As Toronto police chief, he dismantled the Aboriginal Peacekeeping Unit of the police service “without notice to or consultation with the Aboriginal community.”
The OPP play a “dominant” role in the policing of aboriginal people and communities throughout Ontario, particularly in municipalities where the local council has contracted with the OPP for police services, the letter states. It adds the commissioner “must have a strong knowledge of the issues that face aboriginal peoples and … appreciate the historical context of the current tensions involving aboriginal communities in Ontario.”

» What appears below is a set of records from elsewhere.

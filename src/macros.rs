// src/macros.rs
#[macro_export]
macro_rules! s {
    // String shorthand!
    () => {
        ::std::string::String::new()
    };
    ($expr:expr) => {
        ::std::string::String::from($expr)
    };
}
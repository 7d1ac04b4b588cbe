// src/progress.rs
use std::path::Path;

use crate::error::FetchError;
use crate::manifest::{BookDescriptor, Testament};
use crate::model::DownloadStats;

/// Progress hooks for a download run.
/// Frontends implement this to surface status to users.
pub trait Progress {
    /// Called once with the number of selected books and their chapter total.
    fn begin(&mut self, _books: usize, _chapters: u64) {}

    /// Entering a testament's books.
    fn testament(&mut self, _testament: Testament) {}

    fn book_started(&mut self, _number: u32, _book: &BookDescriptor) {}

    fn chapter_started(&mut self, _chapter: u32, _of: u32) {}

    fn chapter_done(&mut self, _chapter: u32) {}

    fn chapter_failed(&mut self, _chapter: u32, _err: &FetchError) {}

    fn book_saved(&mut self, _path: &Path) {}

    /// Called at the end of the run with the final counters.
    fn finish(&mut self, _stats: &DownloadStats) {}
}

/// A no-op progress sink.
pub struct NullProgress;
impl Progress for NullProgress {}
// src/verify.rs
//! Completeness check of downloaded book artifacts against the manifest.
//!
//! Books are checked in manifest order, so two runs over the same data report
//! issues in the same order. Data gaps become [`Issue`]s; only unreadable or
//! undecodable files are errors.
//!
//! Artifacts are read through a narrow view that only needs `chapters`, each
//! with its `chapter` number and `verses`. Header fields and the shape of
//! individual verses are not checked here.

use std::{fmt, ops::Range, path::Path};

use serde::Deserialize;
use serde_json::Value;

use crate::error::Result;
use crate::file;
use crate::manifest::Manifest;

#[derive(Clone, Debug, PartialEq, Eq)]
pub enum Issue {
    FileNotFound {
        book: String,
        expected: u32,
    },
    ChapterCountMismatch {
        book: String,
        expected: u32,
        found: u64,
        /// Negative when the artifact has more chapters than expected.
        missing: i64,
    },
    EmptyChapterVerses {
        book: String,
        chapter: u64,
    },
}

impl Issue {
    pub fn book(&self) -> &str {
        match self {
            Issue::FileNotFound { book, .. }
            | Issue::ChapterCountMismatch { book, .. }
            | Issue::EmptyChapterVerses { book, .. } => book,
        }
    }

    pub fn reason(&self) -> &'static str {
        match self {
            Issue::FileNotFound { .. } => "file not found",
            Issue::ChapterCountMismatch { .. } => "chapter count mismatch",
            Issue::EmptyChapterVerses { .. } => "no verses found",
        }
    }
}

impl fmt::Display for Issue {
    fn fmt(&self, f: &mut fmt::Formatter<'_>) -> fmt::Result {
        match self {
            Issue::FileNotFound { book, expected } => {
                write!(f, "{book}: file not found (expected {expected} chapters)")
            }
            Issue::ChapterCountMismatch { book, expected, found, missing } => {
                write!(f, "{book}: expected {expected} chapters, found {found} (missing {missing})")
            }
            Issue::EmptyChapterVerses { book, chapter } => {
                write!(f, "{book}: chapter {chapter} has no verses")
            }
        }
    }
}

/// Outcome for one manifest book, in manifest order.
#[derive(Clone, Debug, PartialEq, Eq)]
pub struct BookOutcome {
    pub name_en: String,
    pub name_ro: String,
    /// Chapters in the artifact; `None` when no artifact was found.
    pub found: Option<u64>,
    issues: Range<usize>,
}

impl BookOutcome {
    pub fn passed(&self) -> bool {
        self.issues.is_empty()
    }
}

#[derive(Clone, Debug, Default, PartialEq, Eq)]
pub struct VerificationReport {
    pub overall_pass: bool,
    pub total_expected: u64,
    pub total_found: u64,
    /// In discovery order.
    pub issues: Vec<Issue>,
    pub books: Vec<BookOutcome>,
}

impl VerificationReport {
    pub fn issues_of(&self, book: &BookOutcome) -> &[Issue] {
        &self.issues[book.issues.clone()]
    }

    /// Books whose artifact passed every check.
    pub fn verified(&self) -> impl Iterator<Item = &BookOutcome> {
        self.books.iter().filter(|b| b.passed())
    }
}

#[derive(Deserialize)]
struct ArtifactView {
    chapters: Vec<ChapterView>,
}

#[derive(Deserialize)]
struct ChapterView {
    #[serde(default)]
    chapter: Option<u64>,
    #[serde(default)]
    verses: Value,
}

impl ChapterView {
    fn has_verses(&self) -> bool {
        match &self.verses {
            Value::Null => false,
            Value::Array(v) => !v.is_empty(),
            Value::Object(m) => !m.is_empty(),
            Value::String(s) => !s.is_empty(),
            Value::Bool(b) => *b,
            Value::Number(_) => true,
        }
    }
}

pub fn verify(manifest: &Manifest, dir: &Path) -> Result<VerificationReport> {
    let mut report = VerificationReport::default();

    for entry in manifest.books() {
        let book = entry.book;
        let expected = book.chapters;
        report.total_expected += u64::from(expected);
        let first_issue = report.issues.len();

        let found = match file::find_artifact(dir, &book.name_ro)? {
            None => {
                tracing::debug!(book = %book.name_en, "artifact missing");
                report.issues.push(Issue::FileNotFound { book: book.name_en.clone(), expected });
                None
            }
            Some(path) => {
                let view: ArtifactView = file::read_json(&path)?;
                Some(check_chapters(&mut report.issues, &book.name_en, expected, &view))
            }
        };
        report.total_found += found.unwrap_or(0);

        report.books.push(BookOutcome {
            name_en: book.name_en.clone(),
            name_ro: book.name_ro.clone(),
            found,
            issues: first_issue..report.issues.len(),
        });
    }

    report.overall_pass = report.issues.is_empty();
    Ok(report)
}

/// Count check, then per-chapter verse checks when the count matches.
/// Returns the number of chapters found.
fn check_chapters(issues: &mut Vec<Issue>, book: &str, expected: u32, view: &ArtifactView) -> u64 {
    let found = view.chapters.len() as u64;

    if found != u64::from(expected) {
        issues.push(Issue::ChapterCountMismatch {
            book: book.to_string(),
            expected,
            found,
            missing: i64::from(expected) - found as i64,
        });
        return found;
    }

    for (i, chapter) in view.chapters.iter().enumerate() {
        if !chapter.has_verses() {
            issues.push(Issue::EmptyChapterVerses {
                book: book.to_string(),
                // unnumbered chapters are named by position
                chapter: chapter.chapter.unwrap_or(i as u64 + 1),
            });
        }
    }
    found
}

Murray acknowledged via email, however, that Fantino restored the unit, formed in 1992, after “eventually” agreeing to meet with native leaders.
Others said they are taking a wait-and-see approach.
John Beaucage, Grand Council Chief representing 42 First Nations in Ontario, congratulated Fantino in a press release but said while “we have all the confidence in Mr. Fantino, we hope that the government and the OPP is not off on the wrong foot, given our exclusion from the selection process for the new Commissioner.”
Beaucage went on to urge him to “dismiss arguments from groups favouring a confrontational and violent means of dealing with the situation in Caledonia. We have all seen the tragic results of the Ipperwash approach.”
Karen Mock, chair of the province’s hate crimes community working group who has worked closely with various police services, including OPP, said yesterday the provincial force has made “really significant strides in aboriginal-awareness training, anti-racism and diversity initiatives, employment equity” and has taken a role in recognizing and enacting policies on racial profiling.